International information
- National side: South Africa;
- Test debut: 7 June 1947 v England
- Last Test: 12 February 1949 v England

Career statistics
| Competition | Test | First-class |
| Matches | 3 | 55 |
| Runs scored | 100 | 3,028 |
| Batting average | 25.00 | 41.47 |
| 100s/50s | 0/1 | 6/16 |
| Top score | 60 | 191* |
| Catches/stumpings | 1/– | 52/– |
- Source: Cricinfo, 15 November 2022

= Tony Harris (sportsman) =

South African cricketer and rugby union footballer

Terence Anthony Harris (27 August 1916 – 7 March 1993) known as Tony Harris, was a South African sportsman who was the last man to be a dual international of both cricket and rugby union for his country. He represented South Africa in five rugby union Tests during the 1930s as a fly-half, following World War II he played Test cricket three times between 1947 and 1949 as an attacking batsman.

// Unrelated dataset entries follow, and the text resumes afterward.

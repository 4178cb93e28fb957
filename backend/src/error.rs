//! Error and warning types shared by the planner.
//!
//! Fatal conditions are [`PlannerError`] values returned through
//! [`PlannerResult`]. Conditions that must be surfaced to the caller without
//! failing the call are [`StoreWarning`] values carried by an [`Outcome`].

use chrono::NaiveDate;
use serde::{Deserialize, Serialize};

/// Result type for planner operations
pub type PlannerResult<T> = Result<T, PlannerError>;

/// Error type for planner operations
#[derive(Debug, Clone, PartialEq, thiserror::Error)]
pub enum PlannerError {
    #[error("Name not resolved: {0}")]
    NameNotResolved(String),

    #[error("Network error: {0}")]
    Network(String),

    #[error("Configuration not found: {0}")]
    ConfigurationNotFound(String),

    #[error("Date not in plan: {0}")]
    DateNotInPlan(NaiveDate),

    #[error("Invalid date: {0}")]
    InvalidDate(String),

    #[error("Invalid visibility window: {0}")]
    InvalidWindow(String),

    #[error("Invalid coordinate: {0}")]
    InvalidCoordinate(String),

    #[error("Unknown observing site: {0}")]
    UnknownSite(String),

    #[error("Invalid observing site: {0}")]
    InvalidSite(String),

    #[error("Target not found: {0}")]
    TargetNotFound(String),

    #[error("Configuration error: {0}")]
    Configuration(String),
}

impl PlannerError {
    /// Whether retrying the same call could succeed.
    ///
    /// Only transport failures of the name-resolution service qualify; a
    /// definitive "not found" answer is never retried.
    pub fn is_retryable(&self) -> bool {
        matches!(self, PlannerError::Network(_))
    }
}

/// Non-fatal condition raised while mutating or querying planner state.
#[derive(Debug, Clone, PartialEq, Eq, Serialize, Deserialize)]
#[serde(tag = "kind", rename_all = "snake_case")]
pub enum StoreWarning {
    /// A configuration with the same name already existed and was replaced.
    ConfigurationOverwritten { name: String },
    /// A configuration selected for an offset star has no coordinate.
    MissingCoordinates { configuration: String },
    /// A plan target has no resolved coordinate and was left out.
    TargetWithoutCoordinates { target: String },
}

impl std::fmt::Display for StoreWarning {
    fn fmt(&self, f: &mut std::fmt::Formatter<'_>) -> std::fmt::Result {
        match self {
            StoreWarning::ConfigurationOverwritten { name } => {
                write!(f, "configuration '{}' already existed and was overwritten", name)
            }
            StoreWarning::MissingCoordinates { configuration } => write!(
                f,
                "configuration '{}' has no coordinates; offset star skipped",
                configuration
            ),
            StoreWarning::TargetWithoutCoordinates { target } => {
                write!(f, "target '{}' has no coordinates; visibility skipped", target)
            }
        }
    }
}

/// Successful result of an operation together with the warnings it raised.
#[derive(Debug, Clone, PartialEq, Serialize, Deserialize)]
pub struct Outcome<T> {
    pub value: T,
    pub warnings: Vec<StoreWarning>,
}

impl<T> Outcome<T> {
    pub fn new(value: T) -> Self {
        Self {
            value,
            warnings: Vec::new(),
        }
    }

    pub fn with_warnings(value: T, warnings: Vec<StoreWarning>) -> Self {
        Self { value, warnings }
    }

    /// Record a warning, mirroring it to the log.
    pub fn warn(&mut self, warning: StoreWarning) {
        log::warn!("{}", warning);
        self.warnings.push(warning);
    }

    pub fn has_warnings(&self) -> bool {
        !self.warnings.is_empty()
    }

    pub fn map<U, F: FnOnce(T) -> U>(self, f: F) -> Outcome<U> {
        Outcome {
            value: f(self.value),
            warnings: self.warnings,
        }
    }

    pub fn into_parts(self) -> (T, Vec<StoreWarning>) {
        (self.value, self.warnings)
    }
}

#[cfg(test)]
mod tests {
    use super::*;

    #[test]
    fn test_only_network_errors_are_retryable() {
        assert!(PlannerError::Network("timeout".into()).is_retryable());
        assert!(!PlannerError::NameNotResolved("M999".into()).is_retryable());
        assert!(!PlannerError::InvalidCoordinate("abc".into()).is_retryable());
    }

    #[test]
    fn test_error_messages() {
        let err = PlannerError::ConfigurationNotFound("primary".to_string());
        assert_eq!(err.to_string(), "Configuration not found: primary");

        let date = NaiveDate::from_ymd_opt(2022, 2, 25).unwrap();
        let err = PlannerError::DateNotInPlan(date);
        assert_eq!(err.to_string(), "Date not in plan: 2022-02-25");
    }

    #[test]
    fn test_outcome_collects_warnings() {
        let mut outcome = Outcome::new(3);
        assert!(!outcome.has_warnings());

        outcome.warn(StoreWarning::ConfigurationOverwritten {
            name: "primary".into(),
        });
        let mapped = outcome.map(|v| v * 2);
        assert_eq!(mapped.value, 6);
        assert_eq!(mapped.warnings.len(), 1);
    }

    #[test]
    fn test_warning_serialization_is_tagged() {
        let warning = StoreWarning::MissingCoordinates {
            configuration: "tertiary".into(),
        };
        let json = serde_json::to_value(&warning).unwrap();
        assert_eq!(json["kind"], "missing_coordinates");
        assert_eq!(json["configuration"], "tertiary");
    }
}
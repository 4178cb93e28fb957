//! CDS Sesame name resolver.
//!
//! Queries `<base>/-oI/A?<identifier>` and reads the `%J` line of the plain
//! text answer, which carries J2000 RA/Dec in decimal degrees:
//!
//! ```text
//! # M82  #Q1234
//! #=Sc=Simbad (via url):    1
//! %J 148.96845833 +69.67970278 = 09:55:52.43 +69:40:46.9
//! ```

use async_trait::async_trait;
use reqwest::{Client, Url};
use std::time::Duration;

use super::NameResolver;
use crate::error::{PlannerError, PlannerResult};
use crate::models::Coordinate;

#[derive(Debug, Clone)]
pub struct SesameNameResolver {
    client: Client,
    base_url: String,
}

impl SesameNameResolver {
    pub fn new(base_url: &str, timeout: Duration) -> PlannerResult<Self> {
        Url::parse(base_url).map_err(|e| {
            PlannerError::Configuration(format!("invalid Sesame URL '{}': {}", base_url, e))
        })?;
        let client = Client::builder()
            .timeout(timeout)
            .user_agent(concat!("observing-suite/", env!("CARGO_PKG_VERSION")))
            .build()
            .map_err(|e| PlannerError::Configuration(format!("HTTP client: {}", e)))?;

        Ok(Self {
            client,
            base_url: base_url.trim_end_matches('/').to_string(),
        })
    }

    fn query_url(&self, identifier: &str) -> PlannerResult<Url> {
        let mut url = Url::parse(&format!("{}/-oI/A", self.base_url))
            .map_err(|e| PlannerError::Configuration(e.to_string()))?;
        url.set_query(Some(identifier));
        Ok(url)
    }
}

/// Extract the J2000 position from a Sesame text answer.
pub fn parse_sesame_response(identifier: &str, body: &str) -> PlannerResult<Coordinate> {
    let line = body
        .lines()
        .map(str::trim)
        .find(|line| line.starts_with("%J"))
        .ok_or_else(|| PlannerError::NameNotResolved(identifier.to_string()))?;

    let mut fields = line.trim_start_matches("%J").split_whitespace();
    let mut next_number = || -> PlannerResult<f64> {
        fields
            .next()
            .and_then(|f| f.parse::<f64>().ok())
            .ok_or_else(|| {
                PlannerError::Network(format!("malformed Sesame answer for '{}': {}", identifier, line))
            })
    };
    let ra = next_number()?;
    let dec = next_number()?;
    Coordinate::from_degrees(ra, dec)
}

#[async_trait]
impl NameResolver for SesameNameResolver {
    async fn lookup(&self, identifier: &str) -> PlannerResult<Coordinate> {
        let url = self.query_url(identifier)?;
        log::debug!("Sesame query: {}", url);

        let response = self
            .client
            .get(url)
            .send()
            .await
            .map_err(|e| PlannerError::Network(e.to_string()))?;

        let status = response.status();
        if !status.is_success() {
            return Err(PlannerError::Network(format!(
                "Sesame answered HTTP {}",
                status
            )));
        }

        let body = response
            .text()
            .await
            .map_err(|e| PlannerError::Network(e.to_string()))?;
        parse_sesame_response(identifier, &body)
    }

    fn service_name(&self) -> &'static str {
        "sesame"
    }
}

#[cfg(test)]
mod tests {
    use super::*;

    #[test]
    fn test_parse_found() {
        let body = "# M82\t#Q12345\n#=Sc=Simbad (via url):    1\n%@ 1234\n%J 148.96845833 +69.67970278 = 09:55:52.43 +69:40:46.9\n%I.0 M 82\n";
        let c = parse_sesame_response("M82", body).unwrap();
        assert!((c.ra_deg() - 148.96845833).abs() < 1e-9);
        assert!((c.dec_deg() - 69.67970278).abs() < 1e-9);
    }

    #[test]
    fn test_parse_not_found() {
        let body = "# nonsense\t#Q1\n#! *** Nothing found *** \n";
        assert_eq!(
            parse_sesame_response("nonsense", body).unwrap_err(),
            PlannerError::NameNotResolved("nonsense".into())
        );
    }

    #[test]
    fn test_parse_malformed() {
        let err = parse_sesame_response("M82", "%J abc def").unwrap_err();
        assert!(matches!(err, PlannerError::Network(_)));
    }

    #[test]
    fn test_query_url() {
        let resolver =
            SesameNameResolver::new("https://cds.unistra.fr/cgi-bin/nph-sesame/", Duration::from_secs(5)).unwrap();
        let url = resolver.query_url("NGC 4993").unwrap();
        assert_eq!(url.as_str(), "https://cds.unistra.fr/cgi-bin/nph-sesame/-oI/A?NGC%204993");
    }
}
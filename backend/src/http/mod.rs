//! REST API over an in-memory session catalog.
//!
//! Handlers are thin: they take the catalog lock, call into [`crate::models`]
//! or [`crate::services`], and return the result as JSON. Non-fatal warnings
//! travel in the response body next to the value; planner errors map to
//! status codes in [`error`]. Visibility work runs on the blocking pool.
//!
//! | Route                                        | Purpose                    |
//! |----------------------------------------------|----------------------------|
//! | `/v1/targets`                                | list, create by name/coord |
//! | `/v1/targets/{name}/configurations`          | configuration store        |
//! | `/v1/targets/{name}/offset-star`             | blind-offset annotation    |
//! | `/v1/visibility`, `/v1/visibility/summary`   | night visibility           |
//! | `/v1/starlist`                               | telescope target list      |

#[cfg(feature = "http-server")]
pub mod handlers;

#[cfg(feature = "http-server")]
pub mod router;

#[cfg(feature = "http-server")]
pub mod state;

#[cfg(feature = "http-server")]
pub mod error;

#[cfg(feature = "http-server")]
pub mod dto;

#[cfg(feature = "http-server")]
pub use router::create_router;

#[cfg(feature = "http-server")]
pub use state::AppState;
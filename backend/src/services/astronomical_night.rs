//! Sunset, sunrise and twilight computation.
//!
//! Threshold crossings and dark periods come from siderust's solar altitude
//! search. The night labelled with a date runs from local noon of that date
//! to local noon of the next day.

use chrono::{DateTime, Duration, NaiveDate, Utc};
use qtty::Degrees;
use serde::{Deserialize, Serialize};
use siderust::bodies::Sun;
use siderust::event::altitude::{below_threshold, crossings, CrossingDirection, SearchOpts};
use siderust::event::solar::night_types::twilight;
use siderust::time::Interval;

use crate::models::{merge_periods, ObservingSite, Period, TimeAxis};

/// Solar altitude thresholds that bound the night.
#[derive(Debug, Clone, Copy, PartialEq, Eq, Serialize, Deserialize)]
#[serde(rename_all = "snake_case")]
pub enum TwilightLevel {
    /// Upper limb on the horizon, refraction included (−0.833°).
    Horizon,
    Civil,
    Nautical,
    Astronomical,
}

impl TwilightLevel {
    pub const ALL: [TwilightLevel; 4] = [
        TwilightLevel::Horizon,
        TwilightLevel::Civil,
        TwilightLevel::Nautical,
        TwilightLevel::Astronomical,
    ];

    fn threshold(self) -> siderust::qtty::Degrees {
        match self {
            TwilightLevel::Horizon => twilight::APPARENT_HORIZON,
            TwilightLevel::Civil => twilight::CIVIL,
            TwilightLevel::Nautical => twilight::NAUTICAL,
            TwilightLevel::Astronomical => twilight::ASTRONOMICAL,
        }
    }

    pub fn altitude(self) -> Degrees {
        Degrees::new(self.threshold().value())
    }
}

/// Solar crossings of one threshold inside a UTC window, oldest first.
fn solar_crossings(
    site: &ObservingSite,
    start: DateTime<Utc>,
    stop: DateTime<Utc>,
    level: TwilightLevel,
) -> Vec<(DateTime<Utc>, CrossingDirection)> {
    let axis = TimeAxis::new(start);
    let window = Interval::new(axis.mjd(start), axis.mjd(stop));
    crossings(&Sun, &site.geodetic(), window, level.threshold(), SearchOpts::default())
        .into_iter()
        .map(|event| (axis.instant(event.mjd), event.direction))
        .collect()
}

/// Evening and morning crossings of every twilight level for one night.
///
/// Missing values mean the Sun never crosses that level during the night
/// (polar day or night, or summer nights that never get fully dark).
#[derive(Debug, Clone, PartialEq, Serialize, Deserialize)]
pub struct TwilightTimes {
    pub date: NaiveDate,
    pub sunset: Option<DateTime<Utc>>,
    pub civil_dusk: Option<DateTime<Utc>>,
    pub nautical_dusk: Option<DateTime<Utc>>,
    pub astronomical_dusk: Option<DateTime<Utc>>,
    pub astronomical_dawn: Option<DateTime<Utc>>,
    pub nautical_dawn: Option<DateTime<Utc>>,
    pub civil_dawn: Option<DateTime<Utc>>,
    pub sunrise: Option<DateTime<Utc>>,
}

impl TwilightTimes {
    pub fn evening(&self, level: TwilightLevel) -> Option<DateTime<Utc>> {
        match level {
            TwilightLevel::Horizon => self.sunset,
            TwilightLevel::Civil => self.civil_dusk,
            TwilightLevel::Nautical => self.nautical_dusk,
            TwilightLevel::Astronomical => self.astronomical_dusk,
        }
    }

    pub fn morning(&self, level: TwilightLevel) -> Option<DateTime<Utc>> {
        match level {
            TwilightLevel::Horizon => self.sunrise,
            TwilightLevel::Civil => self.civil_dawn,
            TwilightLevel::Nautical => self.nautical_dawn,
            TwilightLevel::Astronomical => self.astronomical_dawn,
        }
    }

    /// Interval between the evening and morning crossing of `level`.
    pub fn night(&self, level: TwilightLevel) -> Option<Period> {
        Period::new(self.evening(level)?, self.morning(level)?)
    }

    pub fn astronomical_night(&self) -> Option<Period> {
        self.night(TwilightLevel::Astronomical)
    }
}

/// Sunset, sunrise and twilight times for the night starting on `date`.
pub fn twilight_times(site: &ObservingSite, date: NaiveDate) -> TwilightTimes {
    let start = site.local_noon(date);
    let stop = start + Duration::hours(24);

    let events: Vec<_> = TwilightLevel::ALL
        .iter()
        .map(|level| solar_crossings(site, start, stop, *level))
        .collect();
    let evening = |level: TwilightLevel| {
        events[level as usize]
            .iter()
            .find(|(_, direction)| *direction == CrossingDirection::Setting)
            .map(|(t, _)| *t)
    };
    let morning = |level: TwilightLevel| {
        events[level as usize]
            .iter()
            .rev()
            .find(|(_, direction)| *direction == CrossingDirection::Rising)
            .map(|(t, _)| *t)
    };

    let times = TwilightTimes {
        date,
        sunset: evening(TwilightLevel::Horizon),
        civil_dusk: evening(TwilightLevel::Civil),
        nautical_dusk: evening(TwilightLevel::Nautical),
        astronomical_dusk: evening(TwilightLevel::Astronomical),
        astronomical_dawn: morning(TwilightLevel::Astronomical),
        nautical_dawn: morning(TwilightLevel::Nautical),
        civil_dawn: morning(TwilightLevel::Civil),
        sunrise: morning(TwilightLevel::Horizon),
    };

    log::debug!(
        "Twilight at {} on {}: sunset {:?}, sunrise {:?}",
        site.name(),
        date,
        times.sunset,
        times.sunrise
    );
    times
}

/// Periods with the Sun more than 18° below the horizon within `time_period`.
pub fn compute_astronomical_nights(site: &ObservingSite, time_period: &Period) -> Vec<Period> {
    compute_dark_periods(site, time_period, TwilightLevel::Astronomical)
}

/// Periods with the Sun below `level` within `time_period`.
pub fn compute_dark_periods(
    site: &ObservingSite,
    time_period: &Period,
    level: TwilightLevel,
) -> Vec<Period> {
    let axis = TimeAxis::new(time_period.start);
    let window = Interval::new(axis.mjd(time_period.start), axis.mjd(time_period.stop));
    let periods = below_threshold(&Sun, &site.geodetic(), window, level.threshold(), SearchOpts::default())
        .into_iter()
        .filter_map(|p| {
            // millisecond rounding can push an edge past the window
            Period::new(
                axis.instant(p.start).max(time_period.start),
                axis.instant(p.end).min(time_period.stop),
            )
        })
        .collect();
    merge_periods(periods)
}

A short man at five feet six inches, Harris was noted for his agility around a rugby pitch which transferred into cricket making him an exceptional fielder. An all-round sportsman, he excelled at several other sports including tennis and squash.

==Rugby career==
Educated at St. Patrick's Christian Brothers' College, Kimberley, Harris played club rugby for Pirates in Johannesburg. Despite the club not putting him forward for international trials, he was selected by South Africa for the tour of Australia and New Zealand in 1937. After losing the first Test to New Zealand, Harris was brought into the team for the second match allowing Danie Craven to switch to his best position of scrum half. South Africa preceded to turn the series around winning 2–1, the only time South Africa ever won a Test series in New Zealand. The following year, he played all three Tests on the
British Lions tour of South Africa. Harris was a less conservative fly-half than most of his contemporaries preferring use of grubber kicks to kicking for touch and formed a successful half-back partnership with Craven.

==Cricket career==
Harris made his first-class cricket debut in December 1933 in the Currie Cup for Griqualand West, aged 17, scoring 114 not out in the second innings of the match against Orange Free State. He later moved to Johannesburg and represented the Transvaal team from the 1936–37 season.

Harris scored two centuries during the 1945–46 season and was selected on South Africa's tour of England in 1947. He made his Test debut at Trent Bridge, scoring 60 with "strong square-cuts and cover-drives" according to Wisden. After scores of 30 and 3 in the second Test at Lord's, on both occasions dismissed by Denis Compton, Harris was replaced in the Test team by Dennis Dyer. Across the whole tour, Harris played 15 first-class matches, scoring 701 runs at an average of 36.89 with his sole century of the trip coming against Glamorgan.

Back in South Africa, Harris topped the batting averages in the 1947–48 Currie Cup with 541 runs at 135.25 including a career best 191 not out. The following season, he scored 98 against the touring Marylebone Cricket Club (England) side and was recalled for the fourth Test in Johannesburg, he scored 6 and 1 not out in what was his final first-class match.

==Second World War==
During the Second World War, Harris served with the South African Air Force as a pilot. In early 1945, his Spitfire plane was shot down over the Adriatic Sea. After bailing out he was captured and held as a prisoner of war in Italy.

==Later life==
After his cricket career, Harris worked for Adidas in South Africa as an agent and manager.

Hearris died on 7 March 1993, aged 76. He was survived by his wife, Betty, and three children.